Look through the records below and collect all lines that hold the string "Panics".

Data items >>

☆ ☆ ☆ ☆

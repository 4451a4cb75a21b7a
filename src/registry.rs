//! Capability registry: mode token → handler transformer.
//!
//! Populated once at startup, then handed to a [`Gateway`](crate::Gateway)
//! which only ever reads from it.

use std::collections::HashMap;
use std::fmt;
use std::sync::Arc;

use crate::error::Error;
use crate::middleware::{Authz, Middleware, Trace};

/// Token of the built-in authorization capability.
pub const AUTHZ: &str = "authz";
/// Token of the built-in request tracing capability.
pub const TRACE: &str = "trace";

/// Named capabilities that a mode specification may reference.
///
/// Tokens are case-sensitive and matched exactly. Each token maps to exactly
/// one capability: registering the same token twice is refused.
#[derive(Clone, Default)]
pub struct CapabilityRegistry {
    entries: HashMap<String, Arc<dyn Middleware>>,
}

impl CapabilityRegistry {
    /// An empty registry. Only the empty mode specification resolves against it.
    pub fn new() -> Self {
        Self::default()
    }

    /// The built-in capabilities: `authz` (default [`Authz`] policy) and
    /// `trace`.
    pub fn with_defaults() -> Self {
        Self::new().on(AUTHZ, Authz::default()).on(TRACE, Trace)
    }

    /// Registers `middleware` under `token`.
    pub fn register(
        &mut self,
        token: impl Into<String>,
        middleware: impl Middleware,
    ) -> Result<(), Error> {
        let token = token.into();
        if self.entries.contains_key(&token) {
            return Err(Error::DuplicateCapability(token));
        }
        self.entries.insert(token, Arc::new(middleware));
        Ok(())
    }

    /// Chaining form of [`register`](Self::register).
    ///
    /// # Panics
    ///
    /// Panics if `token` is already registered.
    pub fn on(mut self, token: &str, middleware: impl Middleware) -> Self {
        self.register(token, middleware)
            .unwrap_or_else(|e| panic!("invalid capability registration: {e}"));
        self
    }

    /// Looks up the capability registered under `token`.
    pub fn resolve(&self, token: &str) -> Result<Arc<dyn Middleware>, Error> {
        self.entries
            .get(token)
            .map(Arc::clone)
            .ok_or_else(|| Error::UnknownMode {
                token: token.to_owned(),
                known: self.tokens().join(", "),
            })
    }

    /// Whether `token` names a registered capability. Case-sensitive, like
    /// [`resolve`](Self::resolve).
    pub fn contains(&self, token: &str) -> bool {
        self.entries.contains_key(token)
    }

    /// Registered tokens, sorted.
    pub fn tokens(&self) -> Vec<&str> {
        let mut tokens: Vec<&str> = self.entries.keys().map(String::as_str).collect();
        tokens.sort_unstable();
        tokens
    }
}

impl fmt::Debug for CapabilityRegistry {
    fn fmt(&self, f: &mut fmt::Formatter<'_>) -> fmt::Result {
        f.debug_struct("CapabilityRegistry").field("tokens", &self.tokens()).finish()
    }
}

☆ ☆ ☆ ☆

TASK RESPONSE >>
    /// # Panics
    /// Panics if `token` is already registered.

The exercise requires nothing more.